Elles se rencontreront dix ans plus tard, d’abord au foyer de Leclerc de Fourolles où était placée Marie-Angèle, puis se verront à cinq ou six reprises chez Véronique jusqu’en 1988. "C’était quelqu’un de timide, de très gentil. Je n’ai pas de mauvais souvenirs d’elle". Elle reprend son souffle pendant de longues secondes, la voix coupée par l’émotion.

À la demande du président de la cour, des photographies de Marie-Angèle sont projetées dans la salle d’audience. Sur les clichés en noir et blanc, on distingue une jeune fille souriante aux cheveux bruns, coupés à la garçonne, à différents âges. Des photos de vacances à la mer sont aussi montrées, pêle-mêle avec des portraits de famille. "Vous pouvez nous dire avec qui elle se trouve sur ces photos?", demande le président. "Absolument pas", répond Véronique Domèce. Des figures inconnues, oubliées.

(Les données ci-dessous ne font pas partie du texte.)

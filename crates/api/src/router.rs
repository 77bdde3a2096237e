//! Shared application router builder.
//!
//! Provides [`build_app_router`] so both the production binary (`main.rs`)
//! and integration tests use the exact same middleware stack.

use std::time::Duration;

use axum::http::header::{AUTHORIZATION, CONTENT_TYPE};
use axum::http::{HeaderName, Method, StatusCode};
use axum::Router;
use tower_http::catch_panic::CatchPanicLayer;
use tower_http::cors::CorsLayer;
use tower_http::request_id::{MakeRequestUuid, PropagateRequestIdLayer, SetRequestIdLayer};
use tower_http::timeout::TimeoutLayer;
use tower_http::trace::{DefaultMakeSpan, DefaultOnResponse, TraceLayer};
use tracing::Level;

use crate::config::ServerConfig;
use crate::routes;
use crate::state::AppState;

/// Build the full application [`Router`] with all middleware layers.
///
/// The middleware stack is applied bottom-up:
///
/// 1. CORS
/// 2. Set request ID on incoming requests
/// 3. Structured request/response tracing
/// 4. Propagate request ID to response
/// 5. Request timeout
/// 6. Panic recovery (catch panics, return 500)
pub fn build_app_router(state: AppState, config: &ServerConfig) -> Router {
    let cors = build_cors_layer(config);
    let request_id_header = HeaderName::from_static("x-request-id");

    Router::new()
        // Health check at root level (not under /api/v1).
        .merge(routes::health::router())
        // API v1 routes.
        .nest("/api/v1", routes::api_routes())
        // -- Middleware stack (applied bottom-up) --
        // Panic recovery: catch panics and return 500 JSON.
        .layer(CatchPanicLayer::new())
        // Request timeout.
        .layer(TimeoutLayer::with_status_code(
            StatusCode::REQUEST_TIMEOUT,
            Duration::from_secs(config.request_timeout_secs),
        ))
        // Propagate request ID to response.
        .layer(PropagateRequestIdLayer::new(request_id_header.clone()))
        // Structured request/response tracing.
        .layer(
            TraceLayer::new_for_http()
                .make_span_with(DefaultMakeSpan::new().level(Level::INFO))
                .on_response(DefaultOnResponse::new().level(Level::INFO)),
        )
        // Set request ID on incoming requests.
        .layer(SetRequestIdLayer::new(request_id_header, MakeRequestUuid))
        // CORS.
        .layer(cors)
        // Shared state.
        .with_state(state)
}

/// Build the CORS middleware layer from server configuration.
///
/// Panics at startup if any configured origin is invalid, which is the
/// desired behaviour -- we want misconfiguration to fail fast.
pub fn build_cors_layer(config: &ServerConfig) -> CorsLayer {
    let origins: Vec<_> = config
        .cors_origins
        .iter()
        .map(|o| {
            o.parse()
                .unwrap_or_else(|e| panic!("Invalid CORS origin '{o}': {e}"))
        })
        .collect();

    CorsLayer::new()
        .allow_origin(origins)
        .allow_methods([
            Method::GET,
            Method::POST,
            Method::PUT,
            Method::DELETE,
            Method::PATCH,
        ])
        .allow_headers([CONTENT_TYPE, AUTHORIZATION])
        .allow_credentials(true)
        .max_age(Duration::from_secs(3600))
}
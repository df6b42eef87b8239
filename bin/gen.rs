use clap::{Arg, Command};
use csv_async::{AsyncWriterBuilder, QuoteStyle};

const PROFESSIONS: [&str; 5] = [
    "Engineer",
    "Nurse",
    "Teacher, Primary",
    "Accountant",
    "Designer",
];

#[tokio::main]
async fn main() -> anyhow::Result<()> {
    let matches = Command::new("gen")
        .arg(
            Arg::new("rows")
                .long("rows")
                .value_parser(clap::value_parser!(u64))
                .required(true),
        )
        .arg(
            Arg::new("with_header")
                .long("with-header")
                .action(clap::ArgAction::SetTrue),
        )
        .arg(
            Arg::new("malformed_every")
                .long("malformed-every")
                .help("Emit a four-column row after every N good rows")
                .value_parser(clap::value_parser!(u64)),
        )
        .arg(
            Arg::new("quoted")
                .long("quoted")
                .help("Quote every field, not only those containing commas")
                .action(clap::ArgAction::SetTrue),
        )
        .get_matches();

    let rows: u64 = matches.get_one::<u64>("rows").copied().unwrap_or(0);
    let with_header = matches.get_flag("with_header");
    let malformed_every = matches.get_one::<u64>("malformed_every").copied();
    let quote_style = if matches.get_flag("quoted") {
        QuoteStyle::Always
    } else {
        QuoteStyle::Necessary
    };

    let mut out = AsyncWriterBuilder::new()
        .quote_style(quote_style)
        .flexible(true)
        .create_writer(tokio::io::stdout());

    if with_header {
        out.write_record(["id", "firstname", "lastname", "email", "email2", "profession"])
            .await?;
    }

    // Deterministic data: ids count up, names and professions cycle
    for i in 0..rows {
        let id = i.to_string();
        let first = format!("First{i}");
        let last = format!("Last{i}");
        let email = format!("user{i}@example.com");
        let email2 = format!("user{i}@backup.example.com");
        let profession = PROFESSIONS[(i % PROFESSIONS.len() as u64) as usize];
        out.write_record([
            id.as_str(),
            first.as_str(),
            last.as_str(),
            email.as_str(),
            email2.as_str(),
            profession,
        ])
        .await?;

        if let Some(n) = malformed_every {
            if n > 0 && (i + 1) % n == 0 {
                out.write_record([id.as_str(), first.as_str(), last.as_str(), "missing-columns"])
                    .await?;
            }
        }
        if i % 10_000 == 0 {
            out.flush().await?;
        } // keep buffers moving on huge runs
    }

    out.flush().await?;
    Ok(())
}
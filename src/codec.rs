use bytes::{Buf, BytesMut};
use encoding_rs::{CoderResult, Encoding};
use std::io;
use tokio_util::codec::{Decoder, LinesCodecError};

/// Transcodes an upload into UTF-8 chunks. UTF-8 input goes through it too,
/// so a byte order mark is dropped and malformed sequences become U+FFFD.
pub struct CharsetDecoder {
    decoder: encoding_rs::Decoder,
    finished: bool,
}

impl CharsetDecoder {
    pub fn new(encoding: &'static Encoding) -> Self {
        Self {
            decoder: encoding.new_decoder(),
            finished: false,
        }
    }

    fn drain(&mut self, src: &mut BytesMut, last: bool) -> Option<BytesMut> {
        let capacity = self
            .decoder
            .max_utf8_buffer_length(src.len())
            .unwrap_or_else(|| src.len() * 3 + 16);
        let mut out = vec![0u8; capacity];

        let (result, read, written, _replaced) = self.decoder.decode_to_utf8(src, &mut out, last);
        debug_assert!(matches!(result, CoderResult::InputEmpty));
        src.advance(read);

        if written == 0 {
            return None;
        }
        out.truncate(written);
        Some(BytesMut::from(&out[..]))
    }
}

impl Decoder for CharsetDecoder {
    type Item = BytesMut;
    type Error = io::Error;

    fn decode(&mut self, src: &mut BytesMut) -> Result<Option<Self::Item>, Self::Error> {
        if src.is_empty() || self.finished {
            return Ok(None);
        }
        // A trailing partial sequence stays buffered inside the decoder.
        Ok(self.drain(src, false))
    }

    fn decode_eof(&mut self, buf: &mut BytesMut) -> Result<Option<Self::Item>, Self::Error> {
        // encoding_rs decoders must not be fed again once flushed
        if self.finished {
            buf.clear();
            return Ok(None);
        }
        self.finished = true;
        let out = self.drain(buf, true);
        buf.clear();
        Ok(out)
    }
}

/// Splits decoded text into lines ending in `\n`, `\r\n` or a lone `\r`.
///
/// Bytes that are not UTF-8 become U+FFFD. A line longer than `max_length`
/// (terminator excluded) fails with `MaxLineLengthExceeded`.
#[derive(Debug, Default)]
pub struct LineDecoder {
    // resume point for the terminator scan
    next_index: usize,
    max_length: Option<usize>,
}

impl LineDecoder {
    pub fn new(max_length: Option<usize>) -> Self {
        Self {
            next_index: 0,
            max_length,
        }
    }

    fn check_length(&self, len: usize) -> Result<(), LinesCodecError> {
        match self.max_length {
            Some(max) if len > max => Err(LinesCodecError::MaxLineLengthExceeded),
            _ => Ok(()),
        }
    }

    fn take_line(&mut self, buf: &mut BytesMut, content: usize, consumed: usize) -> String {
        self.next_index = 0;
        let raw = buf.split_to(consumed);
        String::from_utf8_lossy(&raw[..content]).into_owned()
    }
}

impl Decoder for LineDecoder {
    type Item = String;
    type Error = LinesCodecError;

    fn decode(&mut self, buf: &mut BytesMut) -> Result<Option<Self::Item>, Self::Error> {
        let start = self.next_index.min(buf.len());
        let Some(offset) = buf[start..].iter().position(|b| *b == b'\n' || *b == b'\r') else {
            self.check_length(buf.len())?;
            self.next_index = buf.len();
            return Ok(None);
        };

        let end = start + offset;
        self.check_length(end)?;
        let consumed = match (buf[end], buf.get(end + 1)) {
            (b'\r', Some(b'\n')) => end + 2,
            // a `\r` at the buffer edge may be the first half of `\r\n`
            (b'\r', None) => {
                self.next_index = end;
                return Ok(None);
            }
            _ => end + 1,
        };
        Ok(Some(self.take_line(buf, end, consumed)))
    }

    fn decode_eof(&mut self, buf: &mut BytesMut) -> Result<Option<Self::Item>, Self::Error> {
        if let Some(line) = self.decode(buf)? {
            return Ok(Some(line));
        }
        if buf.is_empty() {
            self.next_index = 0;
            return Ok(None);
        }
        // last line: unterminated, or ending in a lone `\r`
        let consumed = buf.len();
        let content = if buf[consumed - 1] == b'\r' {
            consumed - 1
        } else {
            consumed
        };
        Ok(Some(self.take_line(buf, content, consumed)))
    }
}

Oubliée, Marie-Angèle l’était aussi. Lors de sa disparition, peu de proches de la jeune fille ont été informés de manière officielle, par la justice. Un non-lieu sera d’ailleurs prononcé en 1989. Plus tard, personne ne viendra récupérer ses affaires au foyer. Même ses sœurs admettent ne pas avoir beaucoup de souvenirs d’elle.

Plutôt réservée, taiseuse, elle "cultivait le secret", selon les mots de son père, décédé il y a peu. "Elle n’était pas handicapée, timide mais pas handicapée", ajoute sa sœur Véronique, contrairement à ce que déclarent certaines personnes dans leur entourage. "Elle était souvent amoureuse. Je pense que nous, enfants de la DDASS, on avait toujours manqué d’amour. Dès que quelqu’un s’intéressait à nous, c’était important. Alors Marie-Angèle tombait souvent amoureuse."

"Notre papa nous a quittés sans savoir où elle se trouve"

C’est en visioconférence depuis le tribunal de Laval que la deuxième sœur de la victime, Patricia Domèce, s’exprime à son tour. La mine défaite, soufflant à intervalles réguliers et se tenant la tête entre les mains, elle préfère lire une lettre en guise de déposition. "Aujourd’hui, comme tous les autres jours, je me sens seule et sans soutien. Nous sommes en sursis. Ce que nous voulons, c’est savoir où se trouve notre petite sœur qui nous manque énormément. Notre papa nous a quittés il y a peu sans savoir où elle se trouve."

"La justice n’a rien fait, ils ont fermé les yeux pour nous, les enfants de la DDASS", édicte-t-elle.

Quant au père de la jeune fille, qui a poursuivi presque tout seul le combat pour voir un jour le meurtrier de sa fille condamné et son corps retrouvé, il est mort près d’une semaine avant le début de l’audience, rappelle Véronique Domèce, qui reprend maintenant le flambeau. "Il est décédé quelques jours avant le procès. Il l’attendait, ce procès, mon père."